Kane Manufacturing has a division that produces two models of hibachis, model A and model B. To produce each model-A hibachi requires 3 lb of cast iron and 6 min of labor. To produce each model-B hibachi requires 4 lb of cast iron and 3 min of labor. The profit for each model-A hibachi is $2, and the profit for each model-B hibachi is $1.50. There are 1000 lb of cast iron and 19 labor-hours available for the production of hibachis each day.

How many hibachis of each model should the division produce to maximize Kane's profit?
model A ___ hibachis
model B ___ hibachis

What is the largest profit the company can realize?
$

Now this is a linear programming problem (not the same chapter as the other ones you asked)

make a of A and b of B
constraints
3a+4b </= 1000 pounds iron
6a+3b </= 19*60 or 1140 minutes labor
graph those (a on x and b on y)
line 1 (iron)
(333,0) and (0,250) solution on or below)
line 2 (labor)
(190,0) and (0,380) (solution on or below)
intersection at (104,172)
so test 3 points
(0,250)
(104,172)
(190,0)
with profit = 2 x+1.5 y
point 1
p = 2(0) + 1.5*250 = $375
point 2
p = 2(104)+1.5(172) = $ 466 winner
point 3
p = 2(190) +1.5(0) = $380
point 1 p =

thanks sooooo much!

To maximize Kane's profit, we can set up a linear programming problem.

Let's define the variables:
x = number of model A hibachis produced
y = number of model B hibachis produced

Now let's set up the constraints based on the resources available:
3x + 4y ≤ 1000 (constraint for cast iron)
6x + 3y ≤ 19 (constraint for labor-hours)

Since we can't produce a negative number of hibachis, the variables are also bound to be non-negative:
x ≥ 0, y ≥ 0

Next, let's set up the objective function, which represents the profit:
Profit = 2x + 1.5y

To find the maximum profit, we need to solve this linear programming problem.

One approach is to graph the feasible region formed by the constraints and find the corner points, then evaluate the objective function at each corner point. The corner point that gives the maximum profit is the optimal solution.

However, since there are only a few constraints in this problem, we can use a simpler method called the Corner Point Method or the Vertex Method.

We will solve the system of equations formed by each pair of constraints and evaluate the objective function at each solution to determine the maximum profit.

Let's solve the system of equations for each pair of constraints:

1. Solve 3x + 4y = 1000 and 6x + 3y = 19
By solving this system, we get x = 200 and y = 150/7 (approximately 21.43).

2. Solve 3x + 4y = 1000 and y = 0
By solving this system, we get x = 333.33 and y = 0.

3. Solve 4y = 1000 and 6x + 3y = 19
By solving this system, we get x = 0 and y = 250/3 (approximately 83.33).
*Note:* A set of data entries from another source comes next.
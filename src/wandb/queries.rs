//! Typed wrappers for the three query shapes the dashboard consumes.
//!
//! Each wrapper issues the query through [`transport::execute`] and lifts
//! the nested response into domain models, mapping a null project/run to
//! [`TransportError::NotFound`].

use serde_json::{Value, json};

use super::models::{RunDetail, RunSummary};
use super::transport::{self, TransportError};
use crate::settings::ConnectionSettings;

/// Fixed page size for the run list; pagination beyond this window is out of
/// scope.
pub const RUN_PAGE_SIZE: i64 = 50;

const PROJECT_QUERY: &str = "\
query Validate($entity:String!, $project:String!){
  project(name:$project, entityName:$entity){ id name entityName }
}";

const RUN_LIST_QUERY: &str = "\
query Runs($entity:String!,$project:String!,$limit:Int!){
  project(name:$project, entityName:$entity){
    id
    name
    runs(first:$limit, order: { direction: DESC, orderKey: CREATED_AT }){
      edges{
        node{
          id
          name
          displayName
          state
          createdAt
          finishedAt
          user{ name }
          tags
          sweepName
          jobSummaryMetrics
        }
      }
    }
  }
}";

const RUN_DETAIL_QUERY: &str = "\
query Run($entity:String!,$project:String!,$name:String!){
  project(name:$project, entityName:$entity){
    run(name:$name){
      id
      name
      displayName
      state
      createdAt
      finishedAt
      tags
      notes
      jobSummaryMetrics
      historyKeys
    }
  }
}";

/// Identity of a validated project.
#[derive(Debug, Clone, PartialEq, Eq)]
pub struct ProjectInfo {
    pub name: String,
    pub entity_name: String,
}

/// Check that the configured project exists and the key grants access.
pub fn validate_project(settings: &ConnectionSettings) -> Result<ProjectInfo, TransportError> {
    let variables = json!({
        "entity": settings.entity.trim(),
        "project": settings.project.trim(),
    });
    let data = transport::execute(PROJECT_QUERY, variables, &settings.api_key)?;
    project_from_response(&data)
}

/// Fetch the most recently created runs for the configured project.
pub fn fetch_runs(settings: &ConnectionSettings) -> Result<Vec<RunSummary>, TransportError> {
    let variables = json!({
        "entity": settings.entity.trim(),
        "project": settings.project.trim(),
        "limit": RUN_PAGE_SIZE,
    });
    let data = transport::execute(RUN_LIST_QUERY, variables, &settings.api_key)?;
    runs_from_response(&data)
}

/// Fetch the full record for one run, keyed by name.
pub fn fetch_run_detail(
    settings: &ConnectionSettings,
    run_name: &str,
) -> Result<RunDetail, TransportError> {
    let variables = json!({
        "entity": settings.entity.trim(),
        "project": settings.project.trim(),
        "name": run_name,
    });
    let data = transport::execute(RUN_DETAIL_QUERY, variables, &settings.api_key)?;
    detail_from_response(&data)
}

fn project_from_response(data: &Value) -> Result<ProjectInfo, TransportError> {
    let project = data.get("project").filter(|p| !p.is_null()).ok_or(
        TransportError::NotFound,
    )?;
    let name = project
        .get("name")
        .and_then(Value::as_str)
        .unwrap_or_default()
        .to_string();
    let entity_name = project
        .get("entityName")
        .and_then(Value::as_str)
        .unwrap_or_default()
        .to_string();
    Ok(ProjectInfo { name, entity_name })
}

fn runs_from_response(data: &Value) -> Result<Vec<RunSummary>, TransportError> {
    let project = data.get("project").filter(|p| !p.is_null()).ok_or(
        TransportError::NotFound,
    )?;
    let edges = project
        .pointer("/runs/edges")
        .and_then(Value::as_array)
        .cloned()
        .unwrap_or_default();
    let mut runs = Vec::with_capacity(edges.len());
    for edge in edges {
        let Some(node) = edge.get("node").filter(|n| !n.is_null()) else {
            continue;
        };
        match serde_json::from_value::<RunSummary>(node.clone()) {
            Ok(run) => runs.push(run),
            Err(err) => {
                // One malformed node must not take down the whole list.
                tracing::warn!("Skipping undecodable run node: {err}");
            }
        }
    }
    Ok(runs)
}

fn detail_from_response(data: &Value) -> Result<RunDetail, TransportError> {
    let run = data
        .pointer("/project/run")
        .filter(|r| !r.is_null())
        .ok_or(TransportError::NotFound)?;
    serde_json::from_value::<RunDetail>(run.clone())
        .map_err(|err| TransportError::InvalidBody(err.to_string()))
}

#[cfg(test)]
mod tests {
    use super::*;
    use serde_json::json;

    #[test]
    fn runs_are_lifted_from_edges() {
        let data = json!({
            "project": {
                "id": "p1",
                "name": "demo",
                "runs": {
                    "edges": [
                        {"node": {
                            "id": "r1",
                            "name": "warm-dawn-1",
                            "state": "finished",
                            "tags": [],
                            "jobSummaryMetrics": {"loss": 0.2}
                        }},
                        {"node": null}
                    ]
                }
            }
        });
        let runs = runs_from_response(&data).unwrap();
        assert_eq!(runs.len(), 1);
        assert_eq!(runs[0].name, "warm-dawn-1");
    }

    #[test]
    fn null_project_is_not_found() {
        let data = json!({ "project": null });
        assert!(matches!(
            runs_from_response(&data).unwrap_err(),
            TransportError::NotFound
        ));
        assert!(matches!(
            project_from_response(&data).unwrap_err(),
            TransportError::NotFound
        ));
    }

    #[test]
    fn null_run_is_not_found() {
        let data = json!({ "project": { "run": null } });
        assert!(matches!(
            detail_from_response(&data).unwrap_err(),
            TransportError::NotFound
        ));
    }

    #[test]
    fn detail_is_lifted_from_nested_run() {
        let data = json!({
            "project": {
                "run": {
                    "id": "r2",
                    "name": "brisk-sun-2",
                    "state": "running",
                    "notes": "lr sweep",
                    "jobSummaryMetrics": "{\"train_loss\": 0.9}",
                    "historyKeys": {"keys": {"train_loss": {}}}
                }
            }
        });
        let detail = detail_from_response(&data).unwrap();
        assert_eq!(detail.name, "brisk-sun-2");
        assert_eq!(detail.notes.as_deref(), Some("lr sweep"));
        assert_eq!(detail.history_keys, vec!["train_loss"]);
        assert_eq!(
            detail.summary_metrics.get("train_loss"),
            Some(&json!(0.9))
        );
    }

    #[test]
    fn project_info_is_lifted() {
        let data = json!({
            "project": {"id": "p1", "name": "demo", "entityName": "acme"}
        });
        let info = project_from_response(&data).unwrap();
        assert_eq!(info.name, "demo");
        assert_eq!(info.entity_name, "acme");
    }
}
//! Connection panel: credentials, project coordinates, and the test button.

use eframe::egui::{self, RichText, TextEdit};

use crate::egui_app::state::TestPhase;

use super::DashboardApp;
use super::{dim_color, error_color, state_color};
use crate::wandb::RunState;

impl DashboardApp {
    pub(super) fn render_connection_panel(&mut self, ctx: &egui::Context) {
        egui::TopBottomPanel::top("connection_panel").show(ctx, |ui| {
            ui.add_space(6.0);
            ui.horizontal(|ui| {
                ui.heading("Runboard");
                ui.label(RichText::new("training run monitor").color(dim_color()));
            });
            ui.add_space(4.0);

            let mut edited = false;
            ui.horizontal(|ui| {
                ui.label("API key");
                let key_edit = TextEdit::singleline(
                    &mut self.controller.settings.connection.api_key,
                )
                .password(!self.controller.ui.show_api_key)
                .hint_text("wandb_api_key")
                .desired_width(180.0);
                edited |= ui.add(key_edit).changed();
                let toggle_label = if self.controller.ui.show_api_key {
                    "Hide"
                } else {
                    "Show"
                };
                if ui.button(toggle_label).clicked() {
                    self.controller.ui.show_api_key = !self.controller.ui.show_api_key;
                }

                ui.separator();
                ui.label("Entity");
                edited |= ui
                    .add(
                        TextEdit::singleline(&mut self.controller.settings.connection.entity)
                            .hint_text("my-org")
                            .desired_width(120.0),
                    )
                    .changed();
                ui.label("Project");
                edited |= ui
                    .add(
                        TextEdit::singleline(&mut self.controller.settings.connection.project)
                            .hint_text("my-project")
                            .desired_width(120.0),
                    )
                    .changed();

                ui.separator();
                let can_test = self.controller.settings.connection.is_configured()
                    && self.controller.ui.test.phase != TestPhase::Checking;
                if ui
                    .add_enabled(can_test, egui::Button::new("Test"))
                    .clicked()
                {
                    self.controller.test_connection();
                }
                if ui.button("Get API Key").clicked() {
                    self.controller.open_api_key_page();
                }
            });
            if edited {
                self.controller.connection_edited();
            }

            ui.add_space(2.0);
            self.render_test_status(ui);
            ui.add_space(4.0);
        });
    }

    fn render_test_status(&self, ui: &mut egui::Ui) {
        let test = &self.controller.ui.test;
        let (color, text) = match test.phase {
            TestPhase::Idle => {
                if self.controller.settings.connection.is_configured() {
                    (dim_color(), "Not connected".to_string())
                } else {
                    (
                        dim_color(),
                        "Enter API key, entity, and project to connect.".to_string(),
                    )
                }
            }
            TestPhase::Checking => (state_color(RunState::Running), test.message.clone()),
            TestPhase::Ok => (state_color(RunState::Finished), test.message.clone()),
            TestPhase::Error => (error_color(), test.message.clone()),
        };
        ui.label(RichText::new(text).color(color).small());
    }
}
Now let's evaluate the objective function at each solution:
1. Profit = 2 * 200 + 1.5 * (150/7) ≈ $743.52
2. Profit = 2 * 333.33 + 1.5 * 0 = $666.66
3. Profit = 2 * 0 + 1.5 * (250/3) ≈ $416.66

Therefore, to maximize Kane's profit, the division should produce approximately:
model A hibachis: 200 hibachis
model B hibachis: 150/7 (approximately 21.43) hibachis

The largest profit the company can realize is approximately $743.52.

To solve this problem, we need to use linear programming.

Let's define the variables:
Let A be the number of model A hibachis produced.
Let B be the number of model B hibachis produced.

We want to maximize the profit, which is given by the equation:
Profit = 2A + 1.5B

Now, let's consider the constraints:
1. The available cast iron is limited to 1000 lb.
We know that producing each model A hibachi requires 3 lb of cast iron, and each model B hibachi requires 4 lb. Therefore, the cast iron constraint can be written as:
3A + 4B ≤ 1000

2. The available labor hours are limited to 19.
Producing each model A hibachi requires 6 minutes (which is 0.1 hours) of labor, and each model B hibachi requires 3 minutes (which is 0.05 hours) of labor. Therefore, the labor constraint can be written as:
0.1A + 0.05B ≤ 19

3. We cannot produce a negative number of hibachis.
A, B ≥ 0

Now that we have defined the objective function and constraints, we can use a linear programming solver to find the optimal solution.

By solving this linear programming problem, the solver will find the values of A and B that maximize the profit, subject to the given constraints.

Upon solving, the optimal solution will provide the number of hibachis to be produced for each model (A and B) and the corresponding maximum profit.

To find the solution, you can use a linear programming solver tool, such as Excel's Solver or an online LP solver.

I hope this explanation helps you understand how to approach this problem using linear programming.